[Data for analysis — start]

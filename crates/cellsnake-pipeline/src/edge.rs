//! Edge-strength field that guides snake refinement.
//!
//! The field is the Sobel gradient magnitude of the blurred unit-range
//! intensity image, stored as `f64` so the refinement engine can sample
//! it at sub-pixel positions. Both Sobel kernels are normalized by their
//! weight and the magnitude by `sqrt(2)`, so a hard black-to-white step
//! produces a peak of about `1/sqrt(2)`.

use image::{GrayImage, Luma};
use imageproc::definitions::Image;
use imageproc::filter::filter;
use imageproc::kernel::Kernel;

use crate::blur;
use crate::config::AnalysisConfig;
use crate::grayscale;
use crate::types::{AnalysisError, Dimensions, Point};

/// Horizontal 3x3 Sobel kernel, `f32` so no precision is lost.
const SOBEL_HORIZONTAL: Kernel<'static, f32> = Kernel::new(
    &[-1.0, 0.0, 1.0, -2.0, 0.0, 2.0, -1.0, 0.0, 1.0],
    3,
    3,
);

/// Vertical 3x3 Sobel kernel.
const SOBEL_VERTICAL: Kernel<'static, f32> = Kernel::new(
    &[-1.0, -2.0, -1.0, 0.0, 0.0, 0.0, 1.0, 2.0, 1.0],
    3,
    3,
);

/// Sum of the absolute weights on one side of the 3x3 Sobel kernel.
const SOBEL_KERNEL_WEIGHT: f64 = 4.0;

/// Scale from the raw Sobel magnitude to the unit-range convention.
const SOBEL_NORMALIZATION: f64 = SOBEL_KERNEL_WEIGHT * std::f64::consts::SQRT_2;

/// A dense scalar field over image space, highest where intensity edges
/// are strongest.
#[derive(Debug, Clone, PartialEq)]
pub struct EdgeField {
    width: usize,
    height: usize,
    values: Vec<f64>,
}

impl EdgeField {
    /// Wrap row-major values.
    ///
    /// # Errors
    ///
    /// Returns [`AnalysisError::InvalidConfig`] when `values.len()` is not
    /// `width * height`.
    pub fn from_raw(width: u32, height: u32, values: Vec<f64>) -> Result<Self, AnalysisError> {
        let (w, h) = (width as usize, height as usize);
        if w.checked_mul(h) != Some(values.len()) {
            return Err(AnalysisError::InvalidConfig(format!(
                "a {width}x{height} edge field needs {} values, got {}",
                u64::from(width) * u64::from(height),
                values.len()
            )));
        }
        Ok(Self {
            width: w,
            height: h,
            values,
        })
    }

    /// Build a field by evaluating `f(x, y)` at every pixel.
    #[must_use]
    pub fn from_fn(width: u32, height: u32, mut f: impl FnMut(u32, u32) -> f64) -> Self {
        let mut values = Vec::with_capacity(width as usize * height as usize);
        for y in 0..height {
            for x in 0..width {
                values.push(f(x, y));
            }
        }
        Self {
            width: width as usize,
            height: height as usize,
            values,
        }
    }

    /// Blur `gray` with `sigma`, then take the normalized Sobel magnitude.
    #[must_use]
    pub fn from_gray(gray: &GrayImage, sigma: f32) -> Self {
        let blurred = blur::gaussian_blur(&blur::to_intensity(gray), sigma);
        let (width, height) = blurred.dimensions();
        if width == 0 || height == 0 {
            return Self::from_fn(width, height, |_, _| 0.0);
        }
        let gx: Image<Luma<f32>> = filter(&blurred, SOBEL_HORIZONTAL, |v| v);
        let gy: Image<Luma<f32>> = filter(&blurred, SOBEL_VERTICAL, |v| v);
        Self::from_fn(width, height, |x, y| {
            let h = f64::from(gx.get_pixel(x, y).0[0]);
            let v = f64::from(gy.get_pixel(x, y).0[0]);
            h.hypot(v) / SOBEL_NORMALIZATION
        })
    }

    /// Field extent in pixels.
    #[must_use]
    #[allow(clippy::cast_possible_truncation)]
    pub const fn dimensions(&self) -> Dimensions {
        Dimensions {
            width: self.width as u32,
            height: self.height as u32,
        }
    }

    /// Value at integer coordinates, clamped to the field extent.
    ///
    /// Returns 0 for an empty field.
    #[must_use]
    pub fn get(&self, x: usize, y: usize) -> f64 {
        if self.values.is_empty() {
            return 0.0;
        }
        let x = x.min(self.width - 1);
        let y = y.min(self.height - 1);
        self.values[y * self.width + x]
    }

    /// Bilinearly interpolated value at a sub-pixel position, clamped to
    /// the field extent.
    #[must_use]
    #[allow(
        clippy::cast_possible_truncation,
        clippy::cast_sign_loss,
        clippy::cast_precision_loss
    )]
    pub fn sample(&self, p: Point) -> f64 {
        if self.values.is_empty() {
            return 0.0;
        }
        let x = p.x.clamp(0.0, (self.width - 1) as f64);
        let y = p.y.clamp(0.0, (self.height - 1) as f64);
        let (x0, y0) = (x.floor() as usize, y.floor() as usize);
        let (tx, ty) = (x - x0 as f64, y - y0 as f64);

        let top = (1.0 - tx).mul_add(self.get(x0, y0), tx * self.get(x0 + 1, y0));
        let bottom = (1.0 - tx).mul_add(self.get(x0, y0 + 1), tx * self.get(x0 + 1, y0 + 1));
        (1.0 - ty).mul_add(top, ty * bottom)
    }

    /// Partial derivatives along x and y.
    ///
    /// Central differences in the interior, one-sided differences on the
    /// border rows and columns, zero along an axis of length one.
    #[must_use]
    #[allow(clippy::cast_possible_truncation, clippy::cast_precision_loss)]
    pub fn gradient(&self) -> (Self, Self) {
        let (w, h) = (self.width, self.height);
        let diff = |lo: usize, hi: usize, a: f64, b: f64| {
            if hi == lo {
                0.0
            } else {
                (b - a) / (hi - lo) as f64
            }
        };

        let gx = Self::from_fn(w as u32, h as u32, |x, y| {
            let (x, y) = (x as usize, y as usize);
            let lo = x.saturating_sub(1);
            let hi = (x + 1).min(w - 1);
            diff(lo, hi, self.get(lo, y), self.get(hi, y))
        });
        let gy = Self::from_fn(w as u32, h as u32, |x, y| {
            let (x, y) = (x as usize, y as usize);
            let lo = y.saturating_sub(1);
            let hi = (y + 1).min(h - 1);
            diff(lo, hi, self.get(x, lo), self.get(x, hi))
        });
        (gx, gy)
    }

    /// Largest value in the field (0 for an empty field).
    #[must_use]
    pub fn max_value(&self) -> f64 {
        self.values.iter().copied().fold(0.0, f64::max)
    }
}

/// Decode an image and build its edge field in one step.
///
/// The field's [`dimensions`](EdgeField::dimensions) are the image's.
///
/// # Errors
///
/// Returns [`AnalysisError::EmptyInput`] or [`AnalysisError::ImageDecode`]
/// when the bytes cannot be decoded.
pub fn edge_field_from_bytes(
    bytes: &[u8],
    config: &AnalysisConfig,
) -> Result<EdgeField, AnalysisError> {
    let gray = grayscale::decode_and_grayscale(bytes)?;
    let field = EdgeField::from_gray(&gray, config.blur_sigma);
    log::debug!(
        "edge field {} built (sigma={}, peak={:.3})",
        field.dimensions(),
        config.blur_sigma,
        field.max_value(),
    );
    Ok(field)
}

#[cfg(test)]
#[allow(clippy::unwrap_used)]
mod tests {
    use super::*;

    /// 20x20 image with a sharp vertical boundary at x = 10.
    fn step_image() -> GrayImage {
        GrayImage::from_fn(20, 20, |x, _y| {
            if x < 10 {
                image::Luma([0])
            } else {
                image::Luma([255])
            }
        })
    }

    #[test]
    fn uniform_image_has_no_edges() {
        let gray = GrayImage::from_pixel(16, 16, image::Luma([128]));
        let field = EdgeField::from_gray(&gray, 1.0);
        assert_eq!(
            field.dimensions(),
            Dimensions {
                width: 16,
                height: 16
            }
        );
        assert!(field.max_value() < 1e-6, "got {}", field.max_value());
    }

    #[test]
    fn step_edge_peaks_at_boundary() {
        let field = EdgeField::from_gray(&step_image(), 0.0);
        let at_edge = field.get(9, 10).max(field.get(10, 10));
        let far = field.get(2, 10);
        assert!(far.abs() < 1e-12);
        // Unblurred hard step: about 1/sqrt(2) after normalization.
        assert!(
            (at_edge - std::f64::consts::FRAC_1_SQRT_2).abs() < 0.01,
            "expected ~0.707 at the step, got {at_edge}",
        );
    }

    #[test]
    fn blur_spreads_the_response() {
        let sharp = EdgeField::from_gray(&step_image(), 0.0);
        let soft = EdgeField::from_gray(&step_image(), 2.0);
        assert!(soft.get(7, 10) > sharp.get(7, 10));
        assert!(soft.max_value() < sharp.max_value());
    }

    #[test]
    fn faint_step_keeps_a_smooth_profile() {
        // A single gray level of contrast, as on a pale unstained slide.
        let gray = GrayImage::from_fn(20, 20, |x, _| image::Luma([if x < 10 { 100 } else { 101 }]));
        let field = EdgeField::from_gray(&gray, 2.0);
        let row: Vec<f64> = (0..20).map(|x| field.get(x, 10)).collect();
        assert!(row[6] > 0.0, "response should reach x = 6, got {row:?}");
        assert!(
            row[6..=9].windows(2).all(|w| w[1] > w[0]),
            "response should rise toward the step, got {row:?}"
        );
        // Peak scales with the one-level contrast.
        let peak = field.max_value();
        assert!(peak > 0.0 && peak < 1.0 / 255.0, "got {peak}");
    }

    #[test]
    fn from_raw_rejects_wrong_length() {
        let result = EdgeField::from_raw(4, 4, vec![0.0; 15]);
        assert!(
            matches!(&result, Err(AnalysisError::InvalidConfig(msg)) if msg.contains("needs 16 values, got 15")),
            "got {result:?}"
        );
        assert!(EdgeField::from_raw(4, 4, vec![0.0; 16]).is_ok());
    }

    #[test]
    fn sample_interpolates_bilinearly() {
        let field = EdgeField::from_raw(2, 2, vec![0.0, 1.0, 2.0, 3.0]).unwrap();
        assert!((field.sample(Point::new(0.5, 0.0)) - 0.5).abs() < 1e-12);
        assert!((field.sample(Point::new(0.0, 0.5)) - 1.0).abs() < 1e-12);
        assert!((field.sample(Point::new(0.5, 0.5)) - 1.5).abs() < 1e-12);
    }

    #[test]
    fn sample_clamps_outside_extent() {
        let field = EdgeField::from_raw(2, 2, vec![0.0, 1.0, 2.0, 3.0]).unwrap();
        assert!((field.sample(Point::new(-5.0, -5.0)) - 0.0).abs() < 1e-12);
        assert!((field.sample(Point::new(10.0, 10.0)) - 3.0).abs() < 1e-12);
    }

    #[test]
    fn gradient_of_ramp_is_constant() {
        let field = EdgeField::from_fn(5, 4, |x, y| 2.0 * f64::from(x) - f64::from(y));
        let (gx, gy) = field.gradient();
        for y in 0..4 {
            for x in 0..5 {
                assert!((gx.get(x, y) - 2.0).abs() < 1e-12);
                assert!((gy.get(x, y) + 1.0).abs() < 1e-12);
            }
        }
    }

    #[test]
    fn edge_field_from_png_bytes() {
        let img = image::RgbaImage::from_fn(24, 18, |x, _| {
            if x < 12 {
                image::Rgba([20, 20, 20, 255])
            } else {
                image::Rgba([230, 230, 230, 255])
            }
        });
        let bytes = crate::grayscale::tests::encode_png(&img);
        let field = edge_field_from_bytes(&bytes, &AnalysisConfig::default()).unwrap();
        assert_eq!(
            field.dimensions(),
            Dimensions {
                width: 24,
                height: 18
            }
        );
        assert!(field.get(11, 9) > field.get(3, 9));
    }
}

[Data for analysis — finish]

- [Work item] Your answer must consist solely of the lines above between the line holding "diff(lo, hi, self.get(lo, y), self.get(hi, y))" and the line holding "let gray = grayscale::decode_and_grayscale(bytes)?;", inclusive, copied exactly.

- [Response below]
            diff(lo, hi, self.get(lo, y), self.get(hi, y))
        });
        let gy = Self::from_fn(w as u32, h as u32, |x, y| {
            let (x, y) = (x as usize, y as usize);
            let lo = y.saturating_sub(1);
            let hi = (y + 1).min(h - 1);
            diff(lo, hi, self.get(x, lo), self.get(x, hi))
        });
        (gx, gy)
    }

    /// Largest value in the field (0 for an empty field).
    #[must_use]
    pub fn max_value(&self) -> f64 {
        self.values.iter().copied().fold(0.0, f64::max)
    }
}

/// Decode an image and build its edge field in one step.
///
/// The field's [`dimensions`](EdgeField::dimensions) are the image's.
///
/// # Errors
///
/// Returns [`AnalysisError::EmptyInput`] or [`AnalysisError::ImageDecode`]
/// when the bytes cannot be decoded.
pub fn edge_field_from_bytes(
    bytes: &[u8],
    config: &AnalysisConfig,
) -> Result<EdgeField, AnalysisError> {
    let gray = grayscale::decode_and_grayscale(bytes)?;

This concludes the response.